CoinDesk chief Emily Parker told CNBC yesterday that CBDCs present undue privacy concerns
She also noted there is tremendous innovation around privacy in the crypto sector
Speaking in an interview with CNBC yesterday, Emily Parker, the chief executive of cryptocurrency news outlet CoinDesk, faulted the possible negatives of a CBDC and rooted for a world where users have an option to hold decentralised currency. Parker inferred to Bitcoin’s fundamental philosophy – decentralisation away from control by centralised entities such as the government, such that no one can manipulate or shut down the network.
User privacy concerns
The CEO also told Power Lunch that the very definition of centralised currencies illustrates why a decentralised coin is so much needed.

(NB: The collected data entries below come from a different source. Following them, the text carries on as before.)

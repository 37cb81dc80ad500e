//! # recipe-finder
//!
//! A library for finding recipes by fuzzy name and by available ingredients,
//! while honoring dietary restrictions.
//!
//! Recipe names typed by people are often misspelled ("pancakse") or
//! approximate ("chicken noodle soup" when the corpus has a vegetarian
//! variant), and restrictions arrive as free text ("vegen and gluten free").
//! `recipe-finder` scores everything fuzzily, so typos still resolve and
//! restrictions still apply.
//!
//! ## Features
//!
//! - **Fuzzy name lookup**: best-scoring names are tried in order until one complies
//! - **Ingredient suggestions**: two-pass retrieval ranked by score and missing ingredients
//! - **Dietary compliance**: misspelled restriction labels and ingredient variants are matched
//! - **Conversation state**: ordinal selection ("3") from the last suggestion round
//! - **Lenient corpora**: JSON or CSV, with list fields as lists, literals or plain text
//!
//! ## Example
//!
//! ```rust
//! use recipe_finder::{MatchingEngine, RecipeCorpus, RestrictionTaxonomy, SessionState};
//!
//! let corpus = RecipeCorpus::load_embedded().unwrap();
//! let taxonomy = RestrictionTaxonomy::builtin();
//! let engine = MatchingEngine::new(&corpus, &taxonomy);
//!
//! // Each conversation owns its own session
//! let mut session = SessionState::new();
//! match engine.resolve_by_name(&mut session, "pancakse", "") {
//!     Ok(found) => println!("{} ({})", corpus.recipes[found.index].name, found.confidence()),
//!     Err(e) => println!("{e}"),
//! }
//! ```
//!
//! ## Modules
//!
//! - [`catalog`]: Recipe corpus storage and restriction taxonomy
//! - [`core`]: Core data types for recipes
//! - [`matching`]: Matching engine, compliance filter and similarity scores
//! - [`parsing`]: Lenient parsers for list fields and CSV corpora
//! - [`cli`]: Command-line interface implementation
//! - [`web`]: JSON API with per-conversation sessions

pub mod catalog;
pub mod cli;
pub mod core;
pub mod matching;
pub mod parsing;
pub mod utils;
pub mod web;

// Re-export commonly used types for convenience
pub use catalog::store::RecipeCorpus;
pub use catalog::taxonomy::RestrictionTaxonomy;
pub use core::recipe::Recipe;
pub use core::types::*;
pub use matching::engine::{MatchError, MatchResult, MatchingConfig, MatchingEngine};
pub use matching::session::SessionState;
pub use matching::suggest::{Suggestion, SuggestionRound};
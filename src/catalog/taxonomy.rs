use serde::Serialize;

use crate::matching::scoring::Similarity;

/// Ingredients excluded by a vegetarian diet, shared by vegan
const MEAT_AND_FISH: &[&str] = &[
    "meat",
    "chicken",
    "beef",
    "pork",
    "lamb",
    "bacon",
    "ham",
    "turkey",
    "sausage",
    "prosciutto",
    "fish",
    "salmon",
    "tuna",
    "shrimp",
    "anchovy",
    "gelatin",
];

const MEAT_ONLY: &[&str] = &[
    "meat",
    "chicken",
    "beef",
    "pork",
    "lamb",
    "bacon",
    "ham",
    "turkey",
    "sausage",
    "prosciutto",
];

const DAIRY: &[&str] = &["milk", "cheese", "butter", "cream", "yogurt"];

const ANIMAL_PRODUCTS: &[&str] = &["egg", "honey", "mayonnaise"];

const GLUTEN: &[&str] = &[
    "wheat",
    "flour",
    "bread",
    "pasta",
    "spaghetti",
    "noodle",
    "barley",
    "rye",
    "couscous",
];

const NOT_HALAL: &[&str] = &[
    "pork",
    "bacon",
    "ham",
    "lard",
    "prosciutto",
    "gelatin",
    "wine",
    "beer",
    "rum",
];

const NOT_KOSHER: &[&str] = &[
    "pork",
    "bacon",
    "ham",
    "lard",
    "prosciutto",
    "shrimp",
    "lobster",
    "crab",
    "clam",
    "oyster",
];

const NUTS: &[&str] = &[
    "peanut",
    "almond",
    "walnut",
    "cashew",
    "pecan",
    "hazelnut",
    "pistachio",
];

/// A dietary restriction and the ingredient substrings it forbids
#[derive(Debug, Clone, PartialEq, Eq, Serialize)]
pub struct RestrictionEntry {
    /// Canonical lowercase label (e.g. `vegan`, `gluten-free`)
    pub label: String,
    /// Forbidden ingredient substrings
    pub forbidden: Vec<String>,
}

impl RestrictionEntry {
    pub fn new(label: impl Into<String>, forbidden: &[&str]) -> Self {
        Self {
            label: label.into().to_lowercase(),
            forbidden: forbidden.iter().map(|f| f.to_lowercase()).collect(),
        }
    }
}

/// Ordered mapping from restriction label to forbidden ingredients.
///
/// Lookups by a noisy label score the label against every entry and keep the
/// best one; on equal scores the earlier entry wins.
#[derive(Debug, Clone)]
pub struct RestrictionTaxonomy {
    entries: Vec<RestrictionEntry>,
}

impl RestrictionTaxonomy {
    /// The taxonomy compiled into the engine
    #[must_use]
    pub fn builtin() -> Self {
        let vegan: Vec<&str> = MEAT_AND_FISH
            .iter()
            .chain(DAIRY)
            .chain(ANIMAL_PRODUCTS)
            .copied()
            .collect();

        Self::from_entries(vec![
            RestrictionEntry::new("vegetarian", MEAT_AND_FISH),
            RestrictionEntry::new("vegan", &vegan),
            RestrictionEntry::new("pescatarian", MEAT_ONLY),
            RestrictionEntry::new("halal", NOT_HALAL),
            RestrictionEntry::new("kosher", NOT_KOSHER),
            RestrictionEntry::new("gluten-free", GLUTEN),
            RestrictionEntry::new("dairy-free", DAIRY),
            RestrictionEntry::new("nut-free", NUTS),
        ])
    }

    #[must_use]
    pub fn from_entries(entries: Vec<RestrictionEntry>) -> Self {
        Self { entries }
    }

    #[must_use]
    pub fn entries(&self) -> &[RestrictionEntry] {
        &self.entries
    }

    /// Exact lookup by canonical label
    #[must_use]
    pub fn get(&self, label: &str) -> Option<&RestrictionEntry> {
        let label = label.trim().to_lowercase();
        self.entries.iter().find(|e| e.label == label)
    }

    /// Resolve a possibly misspelled label to the best entry scoring at least `threshold`.
    ///
    /// Returns the entry together with its score.
    pub fn resolve<S: Similarity + ?Sized>(
        &self,
        token: &str,
        scorer: &S,
        threshold: f64,
    ) -> Option<(&RestrictionEntry, f64)> {
        let mut best: Option<(&RestrictionEntry, f64)> = None;
        for entry in &self.entries {
            let score = scorer.ratio(token, &entry.label);
            if best.map_or(true, |(_, s)| score > s) {
                best = Some((entry, score));
            }
        }
        best.filter(|&(_, score)| score >= threshold)
    }
}

impl Default for RestrictionTaxonomy {
    fn default() -> Self {
        Self::builtin()
    }
}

Centralised currencies are plagued with privacy concerns, and users would rather not get tracked by their governments even if engaging in totally legal activity.
Further, Parker acknowledged that even though Bitcoin is not perfectly private, it offers a moderately good level of privacy, adding that she expects people to seek private forms of money.
“I think central bank digital currencies in some ways are the best arguments for decentralised currencies like Bitcoin because one of the problems with central bank digital parties is that they are not necessarily private. They potentially can be tracked by governments and Bitcoin is not perfectly private, but it’s relatively private. It offers a relative degree of privacy and there’s a lot of privacy innovation happening in the cryptocurrency area,” she said.
The preference of crypto in crime because of their anonymous nature is a misconception
Parker also dispelled the misconception that crypto is a preferred channel for use by criminals in activities such as laundering and ransom transactions. She posited that crypto isn’t entirely untraceable as transaction data recorded on a blockchain can be deciphered, only that it requires high levels of effort.
“Sure, you’re raising an important point, and I think, you know, a lot of regulators are nervous about cryptocurrencies for that reason because they associate them with crime. But in some ways, it’s a misconception, because, first of all, Bitcoin is not completely anonymous. Bitcoin transactions are stored on a blockchain so they can be tracked to a certain degree […].”
Last month, the US Federal Reserve finally released its CBDC White Paper in which it warned that should a CBDC be implemented, it would come with its own share of risks. The bank said that the centralisation of data means the risk of hacking, and a potential change of fiscal policy could destabilise the country’s financial system.